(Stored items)
++++
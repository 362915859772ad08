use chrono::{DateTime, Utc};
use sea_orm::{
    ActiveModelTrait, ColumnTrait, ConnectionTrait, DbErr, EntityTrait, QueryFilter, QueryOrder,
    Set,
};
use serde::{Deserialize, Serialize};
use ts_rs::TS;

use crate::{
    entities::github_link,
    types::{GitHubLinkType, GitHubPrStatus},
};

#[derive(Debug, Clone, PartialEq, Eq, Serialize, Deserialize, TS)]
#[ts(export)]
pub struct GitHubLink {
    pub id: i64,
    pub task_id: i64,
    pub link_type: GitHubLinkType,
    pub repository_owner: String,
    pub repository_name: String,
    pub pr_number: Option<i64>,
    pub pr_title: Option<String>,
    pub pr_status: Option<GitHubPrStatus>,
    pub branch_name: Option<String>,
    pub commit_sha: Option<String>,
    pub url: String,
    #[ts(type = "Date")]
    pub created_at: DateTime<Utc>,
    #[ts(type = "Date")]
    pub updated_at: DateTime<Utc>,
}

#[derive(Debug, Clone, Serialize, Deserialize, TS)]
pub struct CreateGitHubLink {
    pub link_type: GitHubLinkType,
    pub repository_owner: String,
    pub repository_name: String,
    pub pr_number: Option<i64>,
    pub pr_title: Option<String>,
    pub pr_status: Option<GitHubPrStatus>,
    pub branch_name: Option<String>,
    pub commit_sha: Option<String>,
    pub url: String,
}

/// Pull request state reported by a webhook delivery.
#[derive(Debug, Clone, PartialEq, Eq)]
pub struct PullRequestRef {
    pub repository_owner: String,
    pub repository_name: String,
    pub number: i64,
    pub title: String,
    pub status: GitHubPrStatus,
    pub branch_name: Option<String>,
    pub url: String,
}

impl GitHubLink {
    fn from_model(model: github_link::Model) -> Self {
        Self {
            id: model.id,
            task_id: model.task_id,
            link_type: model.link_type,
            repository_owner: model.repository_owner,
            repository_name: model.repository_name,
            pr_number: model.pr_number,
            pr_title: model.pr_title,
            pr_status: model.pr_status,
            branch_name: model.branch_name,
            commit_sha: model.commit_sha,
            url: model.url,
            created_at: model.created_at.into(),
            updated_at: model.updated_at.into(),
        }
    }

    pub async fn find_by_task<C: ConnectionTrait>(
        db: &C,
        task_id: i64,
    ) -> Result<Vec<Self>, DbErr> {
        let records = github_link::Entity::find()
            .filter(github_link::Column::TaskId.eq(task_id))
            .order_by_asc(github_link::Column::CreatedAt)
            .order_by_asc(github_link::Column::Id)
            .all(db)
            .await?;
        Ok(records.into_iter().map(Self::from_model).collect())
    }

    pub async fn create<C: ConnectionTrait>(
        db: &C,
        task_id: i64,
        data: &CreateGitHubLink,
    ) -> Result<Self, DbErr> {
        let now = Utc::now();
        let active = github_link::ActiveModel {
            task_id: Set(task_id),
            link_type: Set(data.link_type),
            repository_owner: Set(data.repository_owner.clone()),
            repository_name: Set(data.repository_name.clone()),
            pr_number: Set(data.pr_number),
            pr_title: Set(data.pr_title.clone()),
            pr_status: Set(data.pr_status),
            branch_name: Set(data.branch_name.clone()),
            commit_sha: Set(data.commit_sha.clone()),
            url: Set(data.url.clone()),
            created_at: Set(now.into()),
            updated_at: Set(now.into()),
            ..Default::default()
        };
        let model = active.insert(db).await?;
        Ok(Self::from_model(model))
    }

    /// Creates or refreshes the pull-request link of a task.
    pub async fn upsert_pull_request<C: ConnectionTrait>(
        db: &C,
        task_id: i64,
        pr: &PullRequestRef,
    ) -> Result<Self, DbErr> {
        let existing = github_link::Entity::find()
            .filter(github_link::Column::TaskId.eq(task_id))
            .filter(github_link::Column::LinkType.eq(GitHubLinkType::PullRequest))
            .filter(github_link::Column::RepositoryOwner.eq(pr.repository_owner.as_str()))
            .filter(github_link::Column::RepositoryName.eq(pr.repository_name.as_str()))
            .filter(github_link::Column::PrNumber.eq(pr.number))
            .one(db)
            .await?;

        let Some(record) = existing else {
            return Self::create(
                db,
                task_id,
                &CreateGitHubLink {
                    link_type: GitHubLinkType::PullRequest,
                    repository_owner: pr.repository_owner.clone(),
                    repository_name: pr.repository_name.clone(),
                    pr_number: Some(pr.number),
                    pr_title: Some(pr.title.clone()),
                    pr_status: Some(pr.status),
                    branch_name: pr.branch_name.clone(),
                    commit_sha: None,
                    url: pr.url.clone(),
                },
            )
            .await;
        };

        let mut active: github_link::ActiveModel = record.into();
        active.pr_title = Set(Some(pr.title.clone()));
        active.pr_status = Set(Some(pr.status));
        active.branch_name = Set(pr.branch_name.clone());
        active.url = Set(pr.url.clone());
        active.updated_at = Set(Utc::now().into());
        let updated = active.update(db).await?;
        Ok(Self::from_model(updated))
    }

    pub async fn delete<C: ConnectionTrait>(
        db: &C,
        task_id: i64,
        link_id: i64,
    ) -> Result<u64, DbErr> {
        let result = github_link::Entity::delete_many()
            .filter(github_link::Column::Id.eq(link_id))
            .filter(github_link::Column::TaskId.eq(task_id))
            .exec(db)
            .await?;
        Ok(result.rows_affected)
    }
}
++++
WHAT IS BEING ASKED -
Using the data above, reproduce every line exactly.

SOLUTION TO THIS PROBLEM -
repository 362915859772ad08
use chrono::{DateTime, Utc};
use sea_orm::{
    ActiveModelTrait, ColumnTrait, ConnectionTrait, DbErr, EntityTrait, QueryFilter, QueryOrder,
    Set,
};
use serde::{Deserialize, Serialize};
use ts_rs::TS;

use crate::{
    entities::github_link,
    types::{GitHubLinkType, GitHubPrStatus},
};

#[derive(Debug, Clone, PartialEq, Eq, Serialize, Deserialize, TS)]
#[ts(export)]
pub struct GitHubLink {
    pub id: i64,
    pub task_id: i64,
    pub link_type: GitHubLinkType,
    pub repository_owner: String,
    pub repository_name: String,
    pub pr_number: Option<i64>,
    pub pr_title: Option<String>,
    pub pr_status: Option<GitHubPrStatus>,
    pub branch_name: Option<String>,
    pub commit_sha: Option<String>,
    pub url: String,
    #[ts(type = "Date")]
    pub created_at: DateTime<Utc>,
    #[ts(type = "Date")]
    pub updated_at: DateTime<Utc>,
}

#[derive(Debug, Clone, Serialize, Deserialize, TS)]
pub struct CreateGitHubLink {
    pub link_type: GitHubLinkType,
    pub repository_owner: String,
    pub repository_name: String,
    pub pr_number: Option<i64>,
    pub pr_title: Option<String>,
    pub pr_status: Option<GitHubPrStatus>,
    pub branch_name: Option<String>,
    pub commit_sha: Option<String>,
    pub url: String,
}

/// Pull request state reported by a webhook delivery.
#[derive(Debug, Clone, PartialEq, Eq)]
pub struct PullRequestRef {
    pub repository_owner: String,
    pub repository_name: String,
    pub number: i64,
    pub title: String,
    pub status: GitHubPrStatus,
    pub branch_name: Option<String>,
    pub url: String,
}

impl GitHubLink {
    fn from_model(model: github_link::Model) -> Self {
        Self {
            id: model.id,
            task_id: model.task_id,
            link_type: model.link_type,
            repository_owner: model.repository_owner,
            repository_name: model.repository_name,
            pr_number: model.pr_number,
            pr_title: model.pr_title,
            pr_status: model.pr_status,
            branch_name: model.branch_name,
            commit_sha: model.commit_sha,
            url: model.url,
            created_at: model.created_at.into(),
            updated_at: model.updated_at.into(),
        }
    }

    pub async fn find_by_task<C: ConnectionTrait>(
        db: &C,
        task_id: i64,
    ) -> Result<Vec<Self>, DbErr> {
        let records = github_link::Entity::find()
            .filter(github_link::Column::TaskId.eq(task_id))
            .order_by_asc(github_link::Column::CreatedAt)
            .order_by_asc(github_link::Column::Id)
            .all(db)
            .await?;
        Ok(records.into_iter().map(Self::from_model).collect())
    }

    pub async fn create<C: ConnectionTrait>(
        db: &C,
        task_id: i64,
        data: &CreateGitHubLink,
    ) -> Result<Self, DbErr> {
        let now = Utc::now();
        let active = github_link::ActiveModel {
            task_id: Set(task_id),
            link_type: Set(data.link_type),
            repository_owner: Set(data.repository_owner.clone()),
            repository_name: Set(data.repository_name.clone()),
            pr_number: Set(data.pr_number),
            pr_title: Set(data.pr_title.clone()),
            pr_status: Set(data.pr_status),
            branch_name: Set(data.branch_name.clone()),
            commit_sha: Set(data.commit_sha.clone()),
            url: Set(data.url.clone()),
            created_at: Set(now.into()),
            updated_at: Set(now.into()),
            ..Default::default()
        };
        let model = active.insert(db).await?;
        Ok(Self::from_model(model))
    }

    /// Creates or refreshes the pull-request link of a task.
    pub async fn upsert_pull_request<C: ConnectionTrait>(
        db: &C,
        task_id: i64,
        pr: &PullRequestRef,
    ) -> Result<Self, DbErr> {
        let existing = github_link::Entity::find()
            .filter(github_link::Column::TaskId.eq(task_id))
            .filter(github_link::Column::LinkType.eq(GitHubLinkType::PullRequest))
            .filter(github_link::Column::RepositoryOwner.eq(pr.repository_owner.as_str()))
            .filter(github_link::Column::RepositoryName.eq(pr.repository_name.as_str()))
            .filter(github_link::Column::PrNumber.eq(pr.number))
            .one(db)
            .await?;

        let Some(record) = existing else {
            return Self::create(
                db,
                task_id,
                &CreateGitHubLink {
                    link_type: GitHubLinkType::PullRequest,
                    repository_owner: pr.repository_owner.clone(),
                    repository_name: pr.repository_name.clone(),
                    pr_number: Some(pr.number),
                    pr_title: Some(pr.title.clone()),
                    pr_status: Some(pr.status),
                    branch_name: pr.branch_name.clone(),
                    commit_sha: None,
                    url: pr.url.clone(),
                },
            )
            .await;
        };

        let mut active: github_link::ActiveModel = record.into();
        active.pr_title = Set(Some(pr.title.clone()));
        active.pr_status = Set(Some(pr.status));
        active.branch_name = Set(pr.branch_name.clone());
        active.url = Set(pr.url.clone());
        active.updated_at = Set(Utc::now().into());
        let updated = active.update(db).await?;
        Ok(Self::from_model(updated))
    }

    pub async fn delete<C: ConnectionTrait>(
        db: &C,
        task_id: i64,
        link_id: i64,
    ) -> Result<u64, DbErr> {
        let result = github_link::Entity::delete_many()
            .filter(github_link::Column::Id.eq(link_id))
            .filter(github_link::Column::TaskId.eq(task_id))
            .exec(db)
            .await?;
        Ok(result.rows_affected)
    }
}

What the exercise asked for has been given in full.